Wednesday, June 11, 2014

"SQL like" Java Collections

In my daily work I do a lot of Java coding, but I also use SQL quite a lot.
I like SQL for its declarative nature. I think it is quite intuitive to spell out queries. In .NET there is LINQ which gives nice query capabilities. So I thought why not have similar API in Java - for querying collections. I tried to look for some existing libraries and found some. The closest solution I found was JoSQL. As stated in its website:
"JoSQL (SQL for Java Objects) provides the ability for a developer to apply a SQL statement to a collection of Java Objects. JoSQL provides the ability to search, order and group ANY Java objects and should be applied when you want to perform SQL-like queries on a collection of Java Objects."
JoSQL uses a Query object which gets a string with the SQL query. When it is called, the query is parsed and executed. I guess, but did not check, that reflection is used extensively there. It looks quite nice, but the main issue that I find with it is that it is error prone. The query validity is not enforced in design-time. If you have an error you will know it only in runtime, and there it is a matter of how much the error message is useful, and hopefully you caught it during development/QA.
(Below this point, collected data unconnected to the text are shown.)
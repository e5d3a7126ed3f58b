//! Utility functions for formatting and file operations.

use std::path::Path;

/// Formats a run's elapsed seconds as HH:MM:SS for the summary's "Total time"
/// line (3725.0 -> "01:02:05"). Negative or non-finite input gives "??:??:??".
#[must_use]
pub fn format_duration(seconds: f64) -> String {
    if seconds < 0.0 || !seconds.is_finite() {
        return "??:??:??".to_string();
    }

    let total_seconds = seconds as u64;
    let hours = total_seconds / 3600;
    let minutes = (total_seconds % 3600) / 60;
    let secs = total_seconds % 60;
    format!("{hours:02}:{minutes:02}:{secs:02}")
}

/// Formats an output file size for the summary, in binary units up to GiB.
#[must_use]
pub fn format_bytes(bytes: u64) -> String {
    const UNITS: [&str; 3] = ["KiB", "MiB", "GiB"];

    if bytes < 1024 {
        return format!("{bytes} B");
    }
    let mut value = bytes as f64 / 1024.0;
    let mut unit = 0;
    while value >= 1024.0 && unit < UNITS.len() - 1 {
        value /= 1024.0;
        unit += 1;
    }
    format!("{value:.2} {}", UNITS[unit])
}

/// Size of a file in bytes, or `None` if it cannot be read.
#[must_use]
pub fn file_size(path: &Path) -> Option<u64> {
    std::fs::metadata(path).ok().map(|m| m.len())
}

/// File name of a path for display, falling back to the whole path.
#[must_use]
pub fn display_name(path: &Path) -> String {
    path.file_name()
        .map(|name| name.to_string_lossy().into_owned())
        .unwrap_or_else(|| path.display().to_string())
}
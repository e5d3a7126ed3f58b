//! Configuration for a conversion run.
//!
//! The conversion policy itself (targets, JPEG quality, audio codec) is fixed
//! in [`crate::policy`]; the configuration only carries the run's paths and
//! where to find external tools.

mod builder;

use crate::error::{CoreError, CoreResult};
use std::path::PathBuf;

pub use builder::CoreConfigBuilder;

/// Environment variable consulted by the CLI for the ffmpeg executable.
pub const FFMPEG_PATH_ENV: &str = "MEDIACONV_FFMPEG";

/// Main configuration structure for the mediaconv-core library.
///
/// # Examples
///
/// ```rust
/// use mediaconv_core::config::CoreConfigBuilder;
/// use std::path::PathBuf;
///
/// let config = CoreConfigBuilder::new()
///     .input_dir(PathBuf::from("/path/to/uploads"))
///     .output_dir(PathBuf::from("/path/to/converted"))
///     .ffmpeg_path(PathBuf::from("/usr/local/bin/ffmpeg"))
///     .build()
///     .unwrap();
/// assert!(config.validate().is_ok());
/// ```
#[derive(Debug, Clone)]
pub struct CoreConfig {
    /// Directory whose direct entries are converted
    pub input_dir: PathBuf,

    /// Directory receiving converted files (created if missing)
    pub output_dir: PathBuf,

    /// Explicit ffmpeg executable; `None` lets ffmpeg-sidecar locate it
    pub ffmpeg_path: Option<PathBuf>,
}

impl CoreConfig {
    pub fn new(input_dir: PathBuf, output_dir: PathBuf) -> Self {
        Self {
            input_dir,
            output_dir,
            ffmpeg_path: None,
        }
    }

    /// Rejects configurations that cannot describe a run.
    pub fn validate(&self) -> CoreResult<()> {
        if self.input_dir.as_os_str().is_empty() {
            return Err(CoreError::Config("input directory must not be empty".to_string()));
        }
        if self.output_dir.as_os_str().is_empty() {
            return Err(CoreError::Config("output directory must not be empty".to_string()));
        }
        if let Some(path) = &self.ffmpeg_path {
            if path.as_os_str().is_empty() {
                return Err(CoreError::Config("ffmpeg path must not be empty".to_string()));
            }
        }
        Ok(())
    }
}

#[cfg(test)]
mod tests {
    use super::*;

    #[test]
    fn new_has_no_ffmpeg_override() {
        let config = CoreConfig::new(PathBuf::from("in"), PathBuf::from("out"));
        assert!(config.ffmpeg_path.is_none());
        assert!(config.validate().is_ok());
    }

    #[test]
    fn empty_paths_are_rejected() {
        let config = CoreConfig::new(PathBuf::new(), PathBuf::from("out"));
        assert!(matches!(config.validate(), Err(CoreError::Config(_))));

        let config = CoreConfig::new(PathBuf::from("in"), PathBuf::new());
        assert!(matches!(config.validate(), Err(CoreError::Config(_))));

        let mut config = CoreConfig::new(PathBuf::from("in"), PathBuf::from("out"));
        config.ffmpeg_path = Some(PathBuf::new());
        assert!(matches!(config.validate(), Err(CoreError::Config(_))));
    }
}
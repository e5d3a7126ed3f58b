// ============================================================================
// mediaconv-cli/src/error.rs
// ============================================================================
//
// CLI ERROR HANDLING: Error types and utilities for the CLI
//
// This module provides error handling utilities for the CLI that integrate
// with the mediaconv-core error types while adding CLI-specific context,
// mostly around the log file and the JSON report the CLI writes itself.
//
// KEY COMPONENTS:
// - CliResult: Type alias for CLI operations
// - CliErrorContext: context wrapping into CoreError::OperationFailed
//
// AI-ASSISTANT-INFO: CLI error handling utilities

// ---- Internal crate imports ----
use mediaconv_core::{CoreError, CoreResult};

// ---- Standard library imports ----
use std::fmt;

/// Type alias for CLI results using CoreError.
pub type CliResult<T> = CoreResult<T>;

/// Extension trait for adding context to errors in the CLI.
///
/// Works like anyhow's `context` but produces a `CoreError`.
pub trait CliErrorContext<T> {
    /// Add context to an error.
    fn cli_context<C>(self, context: C) -> CliResult<T>
    where
        C: fmt::Display;

    /// Add context using a closure (for lazy evaluation).
    fn cli_with_context<C, F>(self, f: F) -> CliResult<T>
    where
        C: fmt::Display,
        F: FnOnce() -> C;
}

impl<T, E> CliErrorContext<T> for Result<T, E>
where
    E: fmt::Display,
{
    fn cli_context<C>(self, context: C) -> CliResult<T>
    where
        C: fmt::Display,
    {
        self.map_err(|e| CoreError::OperationFailed(format!("{}: {}", context, e)))
    }

    fn cli_with_context<C, F>(self, f: F) -> CliResult<T>
    where
        C: fmt::Display,
        F: FnOnce() -> C,
    {
        self.map_err(|e| CoreError::OperationFailed(format!("{}: {}", f(), e)))
    }
}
With this issue I have decided to implement a different API which will give some query capabilities over collections and its validity will be evaluated in design-time. The main characteristics I chose for my API were:
  • Generics
  • Fluent API (i.e. method chaining)
  • Functional Programming
The library it-self is not complete, I did it only as a POC for myself. It is hosted on Google Code:
https://code.google.com/p/ynn-util-collections/wiki/SQLlikeCollections
Let's see some examples.
First, let's assume we have the following import statements:
import static ynn.util.collections.Predicates.*;
import static ynn.util.collections.SqlLikeCollections.*;
The first import statement imports some predefined static predicate methods such as "and", "or", "not", "lessThan", etc. The second import statement imports the entry point static methods for our queries.
Now that we have our basics imported we can write queries.

Examples


Example 1 -

Select all strings in a collection which are not null:
Collection<String> data = Arrays.asList(
    null, "A", "B", "C", null, "D", "E", "F", "G", "H", "I", null);
Collection<String> result = selectFrom(data).where(not(isNull()));
As you can see, this is quite a simple query. You can also notice that the result is typed and keeps the same type as the source (i.e. String). The syntax is quite similar to SQL, which would probably be something like:
SELECT * FROM "DATA" WHERE NOT "DATA"."VALUE" IS NULL

Let's examine some other more complex examples.

Example 2 -

In this example we will have a slightly more complex where clause and we'll also add some sorting. The API has some predefined predicates and utilities for Strings, so we'll import them as well:
import static ynn.util.collections.Predicates.StringPredicates.*;
Now for the example:
Collection<String> result = selectFrom(data)
    .where
        and(
            not(isNull()),
            stringStartsWith("A"),
            stringContains("a")
        )
    )
    .orderBy(LEXICOGRAPHIC_ORDER);
I this example you can see we select all strings which are not null, and it starts with "A", and it contains "a". The result is ordered by lexicographic order. Quite readable, right?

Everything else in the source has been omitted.